See these shoes?
When I got these shoes, I had just graduated high school. I was starting to hang out with some new friends, I was going to college, I was working my first real job.
I was wearing these shoes when I had my first panic attack. I wore them through countless others. I walked to and from school and work and the bus stop in these shoes. I sat through my classes and worked through my shifts and rode the bus along the highway.
When I missed the bus, I walked that highway. I walked the streets of several cities, I walked the woods with my friends. Up and down steps formed by roots in mud, sitting on gigantic stones amid maple trees in a woods surrounded on all sides by a city that, to us, in that circle, might as well have not been there.
I wore these shoes when I lost old friends. I wore them when I made new ones. I wore them when I graduated college, got a different job, worked through that one and realized writing was my job all along.
These shoes accompanied me through millions of words, through the moments that inspired them, the people that became characters, the characters I wished were real people.
These shoes have walked the earth of several states. They’ve been on camping trips, to concerts, in parks and on gravel roads, touched the pedals of several cars, carried me over broken glass and cracked cement. They’ve walked the neighborhood beside a dog once so small I had to carry her the rest of the way home. The laces have been frayed by kittens playing with them, and those kittens are as big as lions, now.

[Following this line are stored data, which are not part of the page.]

use super::escape_nested;
use crate::lookup::{self, Database};
use crate::spec::TokenRule;
use crate::{Error, Result};

const HEADER: &str = "&lt;?xml version='1.0' encoding='UTF-8'?&gt;\
&lt;CVGui_AlertTokenRuleGroup groupOperator=&quot;0&quot;&gt;\
&lt;rules groupOperator=&quot;0&quot;&gt;&lt;rules groupOperator=&quot;2&quot;&gt;&lt;";

// Closes a rule which is followed by another rule.
const CHAINED_CLOSE: &str = " /&gt;&lt;/rules&gt;&lt;rules groupOperator=&quot;2&quot;&gt;&lt;";
// Closes the final rule, and the document.
const TERMINAL_CLOSE: &str = " /&gt;&lt;/rules&gt;&lt;/rules&gt;&lt;/CVGui_AlertTokenRuleGroup&gt;";

/// A token rule with its token attributes resolved from the database.
#[derive(Debug, Clone, PartialEq, Eq)]
pub struct ResolvedTokenRule {
    pub rule: String,
    pub token_id: u64,
    pub token_type: i64,
    pub token_format: i64,
    pub value: String,
    pub operator: u32,
}

/// Render resolved token rules as the escaped `CVGui_AlertTokenRuleGroup`
/// document which is embedded in the `alertTokenRuleGroupXml` attribute.
pub fn render_token_rules(rules: &[ResolvedTokenRule]) -> String {
    if rules.is_empty() {
        return String::new();
    }
    let mut out = String::from(HEADER);

    for (index, r) in rules.iter().enumerate() {
        out.push_str(&format!(
            "alertTokenRule tokenMessage=&quot;{}&quot; tokenId=&quot;{}&quot; \
             tokenType=&quot;{}&quot; tokenFormat=&quot;{}&quot; value=&quot;{}&quot; \
             tokenOperator=&quot;{}&quot;",
            escape_nested(&r.rule),
            r.token_id,
            r.token_type,
            r.token_format,
            escape_nested(&r.value),
            r.operator,
        ));
        out.push_str(if index + 1 == rules.len() {
            TERMINAL_CLOSE
        } else {
            CHAINED_CLOSE
        });
    }
    out
}

/// Resolve and render token rules. An empty list renders as an empty string.
pub async fn build_token_rule_fragment<D: Database + ?Sized>(
    db: &D,
    rules: &[TokenRule],
) -> Result<String> {
    let mut resolved = Vec::with_capacity(rules.len());

    for TokenRule {
        rule,
        value,
        operator,
    } in rules
    {
        let lookup_err = |source| Error::Lookup {
            what: format!("token rule '{rule}'"),
            source,
        };
        let Some(token_id) = lookup::token_id(db, rule).await.map_err(lookup_err)? else {
            return Err(Error::AmbiguousToken(rule.clone()));
        };
        let attrs = lookup::token_type_format(db, token_id)
            .await
            .map_err(lookup_err)?;

        resolved.push(ResolvedTokenRule {
            rule: rule.clone(),
            token_id,
            token_type: attrs.token_type,
            token_format: attrs.token_format,
            value: value.clone(),
            operator: *operator,
        });
    }

    Ok(render_token_rules(&resolved))
}
//! Builders of the fragments of a `CVGui_AlertCreateReq` document.
//!
//! Every builder returns a `String` fragment. Fragments are concatenated by
//! [`Builder`] in a fixed order, which differs between standard and custom
//! rule alerts.
use crate::lookup::Database;
use chrono::{DateTime, Utc};

mod assemble;
mod criteria;
mod entities;
mod notifications;
mod options;
mod token_rules;

pub use criteria::{build_criteria_fragment, criteria_entries, CriteriaEntry};
pub use entities::build_entity_association_fragment;
pub use notifications::{build_notification_fragment, render_notifications};
pub use options::{
    build_alert_options_fragment, build_cc_recipients_fragment, build_general_info_fragment,
    AlertKind, AlertOptionsInput,
};
pub use token_rules::{build_token_rule_fragment, render_token_rules, ResolvedTokenRule};

/// Escape a value for use within a double-quoted XML attribute.
pub fn escape_attr(value: &str) -> String {
    let mut out = String::with_capacity(value.len());
    for c in value.chars() {
        match c {
            '&' => out.push_str("&amp;"),
            '<' => out.push_str("&lt;"),
            '>' => out.push_str("&gt;"),
            '"' => out.push_str("&quot;"),
            '\'' => out.push_str("&#x27;"),
            c => out.push(c),
        }
    }
    out
}

/// Escape a value placed within an XML document which is itself embedded
/// (escaped) as an attribute value of the outer document.
pub fn escape_nested(value: &str) -> String {
    escape_attr(&escape_attr(value))
}

/// Locations of the CommServe which are embedded into notification messages.
#[derive(Debug, Clone, PartialEq, Eq)]
pub struct NotificationTargets {
    /// Hostname of the CommServe, which serves RSS feeds.
    pub commserve_hostname: String,
    /// Installation directory of the CommServe software.
    pub install_directory: String,
}

/// A complete alert creation request, ready to be submitted.
#[derive(Debug, Clone, PartialEq, Eq)]
pub struct AlertRequest {
    pub alert_name: String,
    pub xml: String,
    pub criteria: Vec<u32>,
    /// Query id of the custom rule backing the alert, if any.
    pub query_id: Option<String>,
}

/// Builder assembles alert requests, resolving database ids as it goes.
pub struct Builder<'a, D: Database + ?Sized> {
    db: &'a D,
    targets: &'a NotificationTargets,
    created_time: DateTime<Utc>,
}

impl<'a, D: Database + ?Sized> Builder<'a, D> {
    pub fn new(db: &'a D, targets: &'a NotificationTargets) -> Self {
        Self {
            db,
            targets,
            created_time: Utc::now(),
        }
    }

    /// Use a fixed creation time rather than the current time.
    pub fn with_created_time(mut self, created_time: DateTime<Utc>) -> Self {
        self.created_time = created_time;
        self
    }
}

#[cfg(test)]
mod test {
    use super::*;

    #[test]
    fn test_escaping() {
        assert_eq!(
            escape_attr(r#"<a href="x">Tom & 'Jerry'</a>"#),
            "&lt;a href=&quot;x&quot;&gt;Tom &amp; &#x27;Jerry&#x27;&lt;/a&gt;"
        );
        assert_eq!(escape_nested("FULL & <INCR>"), "FULL &amp;amp; &amp;lt;INCR&amp;gt;");
        assert_eq!(escape_nested("plain"), "plain");
    }
}
use super::{escape_attr, NotificationTargets};
use crate::catalog::NotificationChannel;
use crate::lookup::{self, Database};
use crate::spec::EscalationLevel;
use crate::{Error, Result};

/// Where a channel's message template is placed within `<notifMsgs>`.
enum Message<'a> {
    /// Plain `notifMessage`, with a fixed `notifMessageHtml`.
    Plain { html: &'a str },
    /// Rich `notifMessageHtml`.
    Html,
}

impl Message<'_> {
    fn of(channel: NotificationChannel) -> Self {
        match channel {
            NotificationChannel::Rss => Message::Plain { html: "" },
            NotificationChannel::EventViewer | NotificationChannel::Snmp => Message::Plain {
                html: "&lt;p&gt; &lt;/p&gt;",
            },
            _ => Message::Html,
        }
    }
}

fn render_message(
    channel: NotificationChannel,
    level: EscalationLevel,
    template: &str,
    targets: &NotificationTargets,
) -> String {
    let message = match Message::of(channel) {
        Message::Plain { html } => format!(
            "messageFormat=\"0\" notifMessage=\"{template}\" notifMessageHtml=\"{html}\""
        ),
        Message::Html => format!("messageFormat=\"1\" notifMessageHtml=\"{template}\""),
    };

    // Only the primary tier delivers to a disk location or feed.
    let (alert_location, base_location, selected_channel) = match (channel, level) {
        (NotificationChannel::SaveToDisk, EscalationLevel::Primary) => (
            format!("{}\\alerts", targets.install_directory),
            String::new(),
            "",
        ),
        (NotificationChannel::Rss, EscalationLevel::Primary) => (
            String::new(),
            format!("http://{}:81/rss", targets.commserve_hostname),
            "alerts.rss",
        ),
        _ => (String::new(), String::new(), ""),
    };

    format!(
        "<notifMsgs esclationLevel=\"{level}\" localeId=\"0\" {message} notifOptions=\"0\" \
         notifType=\"{code}\"><saveAlertToDisk alertLocation=\"{alert_location}\" \
         cvpassword=\"\" impersonateUser=\"0\" loginName=\"\" password=\"\" useNetworkShare=\"0\" />\
         <feeds baseLocation=\"{base_location}\" rssFeedLocation=\"\" \
         selectedChannel=\"{selected_channel}\" seperateIndex=\"0\" />\
         <entity _type_=\"0\" /></notifMsgs>",
        level = level.as_u32(),
        code = channel.code(),
        alert_location = escape_attr(&alert_location),
        base_location = escape_attr(&base_location),
    )
}

/// Render `<notifMsgs>` blocks from already escaped message templates.
pub fn render_notifications(
    templates: &[(NotificationChannel, String)],
    targets: &NotificationTargets,
    escalate: bool,
) -> String {
    let mut out = String::new();

    for (channel, template) in templates {
        out.push_str(&render_message(
            *channel,
            EscalationLevel::Primary,
            template,
            targets,
        ));
        if escalate {
            out.push_str(&render_message(
                *channel,
                EscalationLevel::Escalated,
                template,
                targets,
            ));
        }
    }
    out
}

/// Fetch the message template of each channel and render its notification
/// messages, with a second escalated message per channel if `escalate`.
pub async fn build_notification_fragment<D: Database + ?Sized>(
    db: &D,
    alert_type_id: u32,
    channels: &[NotificationChannel],
    targets: &NotificationTargets,
    escalate: bool,
) -> Result<String> {
    let mut templates = Vec::with_capacity(channels.len());

    for &channel in channels {
        let template = lookup::notification_template(db, alert_type_id, channel)
            .await
            .map_err(|source| Error::Lookup {
                what: format!("{channel} message template"),
                source,
            })?;
        templates.push((channel, escape_attr(&template)));
    }

    Ok(render_notifications(&templates, targets, escalate))
}

#[cfg(test)]
mod test {
    use super::*;
    use crate::lookup::test::FixtureDatabase;

    fn targets() -> NotificationTargets {
        NotificationTargets {
            commserve_hostname: "cs.example".to_string(),
            install_directory: "C:\\Program Files\\Commvault".to_string(),
        }
    }

    #[test]
    fn test_channel_specific_bodies() {
        let out = render_notifications(
            &[
                (NotificationChannel::Rss, "rss".to_string()),
                (NotificationChannel::SaveToDisk, "disk".to_string()),
                (NotificationChannel::Snmp, "trap".to_string()),
                (NotificationChannel::Email, "mail".to_string()),
            ],
            &targets(),
            false,
        );

        insta::assert_snapshot!(out.replace("</notifMsgs><", "</notifMsgs>\n<"), @r###"
        <notifMsgs esclationLevel="1" localeId="0" messageFormat="0" notifMessage="rss" notifMessageHtml="" notifOptions="0" notifType="1024"><saveAlertToDisk alertLocation="" cvpassword="" impersonateUser="0" loginName="" password="" useNetworkShare="0" /><feeds baseLocation="http://cs.example:81/rss" rssFeedLocation="" selectedChannel="alerts.rss" seperateIndex="0" /><entity _type_="0" /></notifMsgs>
        <notifMsgs esclationLevel="1" localeId="0" messageFormat="1" notifMessageHtml="disk" notifOptions="0" notifType="512"><saveAlertToDisk alertLocation="C:\Program Files\Commvault\alerts" cvpassword="" impersonateUser="0" loginName="" password="" useNetworkShare="0" /><feeds baseLocation="" rssFeedLocation="" selectedChannel="" seperateIndex="0" /><entity _type_="0" /></notifMsgs>
        <notifMsgs esclationLevel="1" localeId="0" messageFormat="0" notifMessage="trap" notifMessageHtml="&lt;p&gt; &lt;/p&gt;" notifOptions="0" notifType="4"><saveAlertToDisk alertLocation="" cvpassword="" impersonateUser="0" loginName="" password="" useNetworkShare="0" /><feeds baseLocation="" rssFeedLocation="" selectedChannel="" seperateIndex="0" /><entity _type_="0" /></notifMsgs>
        <notifMsgs esclationLevel="1" localeId="0" messageFormat="1" notifMessageHtml="mail" notifOptions="0" notifType="1"><saveAlertToDisk alertLocation="" cvpassword="" impersonateUser="0" loginName="" password="" useNetworkShare="0" /><feeds baseLocation="" rssFeedLocation="" selectedChannel="" seperateIndex="0" /><entity _type_="0" /></notifMsgs>
        "###);
    }

    #[test]
    fn test_escalated_blocks_have_no_locations() {
        let out = render_notifications(
            &[(NotificationChannel::SaveToDisk, "disk".to_string())],
            &targets(),
            true,
        );

        let (primary, escalated) = out.split_once("</notifMsgs>").unwrap();
        assert!(primary.contains("esclationLevel=\"1\""));
        assert!(primary.contains("\\alerts\""));
        assert!(escalated.contains("esclationLevel=\"2\""));
        assert!(escalated.contains("alertLocation=\"\""));
        assert!(escalated.contains("baseLocation=\"\""));
    }

    #[tokio::test]
    async fn test_templates_are_escaped_once() {
        let db = FixtureDatabase::default().answer(
            "messageType=1 and messageFormatType = 1",
            &["defaultformatString"],
            &[&["<b>Job</b> it's done"]],
        );

        let out = build_notification_fragment(
            &db,
            3,
            &[NotificationChannel::Email],
            &targets(),
            false,
        )
        .await
        .unwrap();

        assert!(out.contains(
            "notifMessageHtml=\"&lt;b&gt;Job&lt;/b&gt; it&#x27;s done\""
        ));
    }
}
use crate::{
    poll_until_matched, ConsoleFeed, NotificationVerifier, Patterns, RemoteErrorPolicy, Result,
    Schedule, Verified,
};
use alert_request::NotificationChannel;
use std::time::Duration;

/// ConsoleVerifier matches the description of the alert's entry on the
/// first page of the console alerts feed. It makes a single attempt.
pub struct ConsoleVerifier<'a> {
    feed: &'a dyn ConsoleFeed,
    alert_name: String,
}

impl<'a> ConsoleVerifier<'a> {
    pub fn new(feed: &'a dyn ConsoleFeed, alert_name: &str) -> Self {
        Self {
            feed,
            alert_name: alert_name.to_string(),
        }
    }

    async fn check_once(&self, patterns: &Patterns) -> anyhow::Result<bool> {
        let entries = self.feed.entries(1, 10).await?;

        let Some(entry) = entries.iter().find(|e| e.alert_name == self.alert_name) else {
            tracing::debug!(entries = entries.len(), "alert isn't in the console feed");
            return Ok(false);
        };
        let description = self.feed.description(entry.live_feed_id).await?;

        Ok(patterns.matches_all(&description))
    }
}

#[async_trait::async_trait]
impl NotificationVerifier for ConsoleVerifier<'_> {
    fn channel(&self) -> NotificationChannel {
        NotificationChannel::Console
    }

    #[tracing::instrument(
        skip_all,
        fields(channel = %NotificationChannel::Console, alert_name = %self.alert_name)
    )]
    async fn poll(&self, patterns: &Patterns) -> Result<Verified> {
        poll_until_matched(
            NotificationChannel::Console,
            &Schedule::new(1, Duration::ZERO),
            RemoteErrorPolicy::Absorb,
            move |_| self.check_once(patterns),
        )
        .await
    }
}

I wore these shoes that year I lost forty pounds. Along the treadmill, trying to stay in shape, just trying to sort out plot lines or real life problems in my head. They’ve seen rainstorms, tornadoes, car wrecks, changes. Slides, park swings, that merry-go-round that made us sick, the track around that park where some people we barely knew abandoned us, that thunderstorm outside the house where they abandoned us again. They were here when I published my first book, they were here when I published my latest. And they were here when I wrote them both.

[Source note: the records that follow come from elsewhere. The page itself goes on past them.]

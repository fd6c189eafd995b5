//! Collaborators through which notifications are observed.
use chrono::{DateTime, FixedOffset, NaiveDate, Utc};

/// RemoteMachine accesses the CommServe host's filesystem and shell.
/// Paths use the host's (Windows) separators.
#[async_trait::async_trait]
pub trait RemoteMachine: Send + Sync {
    /// Most recently created file or folder within `folder`, or None if the
    /// folder doesn't exist or is empty.
    async fn latest_timestamped_entry(&self, folder: &str) -> anyhow::Result<Option<String>>;
    /// Paths of the files within `folder`.
    async fn list_files(&self, folder: &str) -> anyhow::Result<Vec<String>>;
    async fn read_file(&self, path: &str) -> anyhow::Result<String>;
    /// Run a PowerShell command, returning its output.
    async fn run_command(&self, command: &str) -> anyhow::Result<String>;
}

/// Mailbox is a connection to the mailbox which receives alert emails.
#[async_trait::async_trait]
pub trait Mailbox: Send + Sync {
    async fn connect(&mut self) -> anyhow::Result<()>;
    async fn disconnect(&mut self) -> anyhow::Result<()>;
    /// Ids of the messages which match the filter, oldest first.
    async fn search(&self, filter: &EmailSearchFilter) -> anyhow::Result<Vec<String>>;
    async fn message_body(&self, id: &str) -> anyhow::Result<String>;
}

/// Alert emails are searched for by the sending date of the mail server's
/// timezone (UTC+05:30).
const MAIL_SERVER_OFFSET_SECS: i32 = 5 * 3600 + 30 * 60;

/// Search criteria of alert emails.
#[derive(Debug, Clone, PartialEq, Eq)]
pub struct EmailSearchFilter {
    pub subject: String,
    pub sender: String,
    pub sent_on: NaiveDate,
    pub unread_only: bool,
    pub folder: String,
}

impl EmailSearchFilter {
    /// Filter for notifications of the named alert. `type_name` is the alert
    /// type, or the rule name of a custom rule alert.
    pub fn for_alert(
        alert_name: &str,
        category: &str,
        type_name: &str,
        sender: &str,
        unread_only: bool,
        now: DateTime<Utc>,
    ) -> Self {
        let offset =
            FixedOffset::east_opt(MAIL_SERVER_OFFSET_SECS).expect("offset is less than a day");

        Self {
            // The server pads subjects with three trailing spaces.
            subject: format!("Alert: {alert_name} Type: {category} - {type_name}   "),
            sender: sender.to_string(),
            sent_on: now.with_timezone(&offset).date_naive(),
            unread_only,
            folder: "INBOX".to_string(),
        }
    }
}

/// An entry of the console alerts feed.
#[derive(Debug, Clone, PartialEq, Eq)]
pub struct ConsoleFeedEntry {
    pub alert_name: String,
    pub live_feed_id: u64,
}

/// ConsoleFeed reads the alerts shown on the CommCell console.
#[async_trait::async_trait]
pub trait ConsoleFeed: Send + Sync {
    async fn entries(&self, page_no: u32, page_count: u32) -> anyhow::Result<Vec<ConsoleFeedEntry>>;
    async fn description(&self, live_feed_id: u64) -> anyhow::Result<String>;
}
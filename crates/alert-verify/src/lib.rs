//! Verification that a triggered alert delivered its notification through
//! each of its configured channels.
//!
//! Each channel has a [`NotificationVerifier`] which inspects the place the
//! CommServe delivers to (a mailbox, feed or disk folder, event log, or a log
//! file) and matches the notification body against [`Patterns`]. Most
//! channels poll through a shared bounded retry driver (see [`Schedule`]),
//! while SNMP and SCOM wait once and then read a single window of their log.
use alert_request::NotificationChannel;

pub mod channels;
mod config;
mod patterns;
mod remote;
mod retry;

pub use config::{
    ChannelSettings, EmailSettings, EventViewerSettings, LogWindowSettings, VerifyConfig,
};
pub use patterns::Patterns;
pub use remote::{ConsoleFeed, ConsoleFeedEntry, EmailSearchFilter, Mailbox, RemoteMachine};
pub use retry::{poll_until_matched, RemoteErrorPolicy, Schedule};

#[derive(Debug, thiserror::Error)]
pub enum Error {
    #[error("{channel} notification wasn't received after {attempts} attempts")]
    NotificationTimeout {
        channel: NotificationChannel,
        attempts: u32,
    },
    #[error("{channel} verification failed on attempt {attempt}")]
    TransportFailure {
        channel: NotificationChannel,
        attempt: u32,
        #[source]
        source: anyhow::Error,
    },
    #[error("invalid notification pattern")]
    Pattern(#[from] regex::Error),
}

pub type Result<T> = std::result::Result<T, Error>;

/// Outcome of a successful verification.
#[derive(Debug, Clone, Copy, PartialEq, Eq)]
pub struct Verified {
    pub channel: NotificationChannel,
    /// Number of attempts made, including the one which matched.
    pub attempts: u32,
}

/// NotificationVerifier checks that a notification was delivered on one channel.
#[async_trait::async_trait]
pub trait NotificationVerifier: Send + Sync {
    fn channel(&self) -> NotificationChannel;

    /// Wait for a notification matching every pattern. Fails with
    /// [`Error::NotificationTimeout`] if none arrives in time.
    async fn poll(&self, patterns: &Patterns) -> Result<Verified>;
}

All the movie theaters, the stores, the midnight releases, the parties, the quiet nights on the back porch swing; I wore them when I helped my best friend move into his first place. Up and down three flights of stairs, carrying furniture, wearing these shoes. Around town in the snow that time the gate fell over and the dogs got out, looking for them everywhere, wearing these shoes. Rushing pets to the vet, and later burying them, wearing these shoes. Planting flowers in these shoes, re-arranging my room just to feel something new, decorating for birthday parties or cleaning the house for Thanksgiving.

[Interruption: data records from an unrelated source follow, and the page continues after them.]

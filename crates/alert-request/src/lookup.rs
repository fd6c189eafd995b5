//! Lookups of CommServe database ids needed while building alert requests.
use crate::catalog::NotificationChannel;
use anyhow::Context;

/// Tabular result of a CommServe database query. Cells are rendered as strings.
#[derive(Debug, Clone, Default, PartialEq, Eq)]
pub struct QueryResult {
    pub columns: Vec<String>,
    pub rows: Vec<Vec<String>>,
}

impl QueryResult {
    /// Index of the named column.
    pub fn column(&self, name: &str) -> anyhow::Result<usize> {
        self.columns
            .iter()
            .position(|column| column == name)
            .with_context(|| format!("query result is missing column '{name}'"))
    }

    /// Values of the named column, in row order.
    pub fn values(&self, name: &str) -> anyhow::Result<Vec<&str>> {
        let index = self.column(name)?;
        self.rows
            .iter()
            .map(|row| {
                row.get(index)
                    .map(String::as_str)
                    .with_context(|| format!("query row is missing column '{name}'"))
            })
            .collect()
    }
}

/// Database executes read-only SQL queries on the CommServe database.
#[async_trait::async_trait]
pub trait Database: Send + Sync {
    async fn query(&self, sql: &str) -> anyhow::Result<QueryResult>;
}

/// Quote a string literal for interpolation within single quotes.
fn quote_literal(value: &str) -> String {
    value.replace('\'', "''")
}

fn parse_id(value: &str, what: &str) -> anyhow::Result<u64> {
    value
        .trim()
        .parse()
        .with_context(|| format!("{what} '{value}' is not numeric"))
}

/// Resolve the token id of the named token rule group. Returns `None` if the
/// name is ambiguous and matches more than one token.
pub async fn token_id<D: Database + ?Sized>(
    db: &D,
    rule_group: &str,
) -> anyhow::Result<Option<u64>> {
    let sql = format!(
        "select MessageID from evlocalemsgs where localeid=0 and message ='<{}>';",
        quote_literal(rule_group)
    );
    let result = db.query(&sql).await?;
    let ids = result.values("MessageID")?;

    match ids.as_slice() {
        [] => anyhow::bail!("no token exists for rule group '{rule_group}'"),
        [id] => Ok(Some(parse_id(id, "MessageID")?)),
        _ => {
            tracing::error!(
                %rule_group,
                rows = ids.len(),
                "token lookup returned more than one row"
            );
            Ok(None)
        }
    }
}

/// Token type and input format of a token.
#[derive(Debug, Clone, Copy, PartialEq, Eq)]
pub struct TokenTypeFormat {
    pub token_type: i64,
    pub token_format: i64,
}

pub async fn token_type_format<D: Database + ?Sized>(
    db: &D,
    token_id: u64,
) -> anyhow::Result<TokenTypeFormat> {
    let sql = format!("select * from NTmessageTokensForAlert where tokenID={token_id};");
    let result = db.query(&sql).await?;

    let token_type = result.column("tokenType")?;
    let token_format = result.column("tokenInputFormat")?;
    let Some(row) = result.rows.first() else {
        anyhow::bail!("token {token_id} has no type or format");
    };
    let cell = |index: usize| -> anyhow::Result<i64> {
        let value = row.get(index).context("query row is too short")?;
        value
            .trim()
            .parse()
            .with_context(|| format!("token attribute '{value}' is not numeric"))
    };

    Ok(TokenTypeFormat {
        token_type: cell(token_type)?,
        token_format: cell(token_format)?,
    })
}

/// Resolve the application id of an IDA (agent) installed on a client.
pub async fn ida_app_id<D: Database + ?Sized>(
    db: &D,
    app_name: &str,
    client_id: u64,
) -> anyhow::Result<u64> {
    let sql = format!(
        "select type from APP_iDAType where name='{}' and type in \
         (select appTypeId from APP_IDAName where clientId = {client_id});",
        quote_literal(app_name)
    );
    let result = db.query(&sql).await?;

    match result.values("type")?.first() {
        Some(id) => parse_id(id, "application type"),
        None => anyhow::bail!("client {client_id} has no '{app_name}' application"),
    }
}

/// Fetch the default notification message template of an alert type and
/// channel. Channels which support HTML use the HTML template.
pub async fn notification_template<D: Database + ?Sized>(
    db: &D,
    alert_type_id: u32,
    channel: NotificationChannel,
) -> anyhow::Result<String> {
    let format_type = if channel.supports_html() { 1 } else { 0 };
    let sql = format!(
        "select * from NTnotificationTemplate where ntalerttypeid={alert_type_id} \
         and locale=0 and messageType={} and messageFormatType = {format_type};",
        channel.code()
    );
    let result = db.query(&sql).await?;

    match result.values("defaultformatString")?.first() {
        Some(template) => Ok(template.to_string()),
        None => anyhow::bail!(
            "no notification template for alert type {alert_type_id} and channel {channel}"
        ),
    }
}

pub async fn user_id<D: Database + ?Sized>(db: &D, login: &str) -> anyhow::Result<u64> {
    let sql = format!(
        "select id from UMUsers where login = '{}';",
        quote_literal(login)
    );
    match db.query(&sql).await?.values("id")?.first() {
        Some(id) => parse_id(id, "user id"),
        None => anyhow::bail!("user '{login}' does not exist"),
    }
}

pub async fn user_group_id<D: Database + ?Sized>(db: &D, name: &str) -> anyhow::Result<u64> {
    let sql = format!(
        "select id from UMGroups where name = '{}';",
        quote_literal(name)
    );
    match db.query(&sql).await?.values("id")?.first() {
        Some(id) => parse_id(id, "user group id"),
        None => anyhow::bail!("user group '{name}' does not exist"),
    }
}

When I got these shoes, I couldn’t imagine the feeling of finishing a novel. I couldn’t imagine the feeling of arm pain so bad I thought I’d never finish another. Didn’t think I’d shuffle favorite bands so many times; back then I had never even heard of La Dispute. Thought my furniture would always stay the same, thought I’d always walk around the woods with the same people, I wasn’t aware how fragile everything around me was. You never see the cracks, only the broken glass you can’t help stepping on later. And after the collapse, you can’t see yourself fitting the pieces back together. And usually you don’t. But sometimes you do, and sometimes I did, in these shoes.
Sure, they were a little worn, but that didn’t matter. I thought I’d be wearing them when I did my first book signing, when I released that game I’ve been making, when I moved into a new place of my own. I thought I’d be wearing them when I move out in a year, when I renew my license in a month, when I start my next novel in a few weeks, when I switch cable companies in a couple days, when I go downstairs to make coffee in a minute.
But the seam tore on my way up the steps. Just like that, they’re done in.
What do I do with these shoes that have seen so much, been so many places, defined vague concepts like “here” and “there” and somewhere and anywhere, those critical moments I needed them to get me nowhere, those panicked flights I had to move without them, the people that came and went and the things I wrote and the people who read them; the rubber and cloth and laces, and even the scuffs and the holes and the frays.
I should just throw them away. What matters isn’t the shoes you wear, but the steps you take. And those will be with me no matter what, and I can’t even imagine the miles I have left, the places my next pair will get me.
But I think I’ll put them on a shelf somewhere, beside those things I look at from time to time to remind myself where I’ve been, and where I can go.
Besides, you never know when you’ll need an emergency pair of shoes.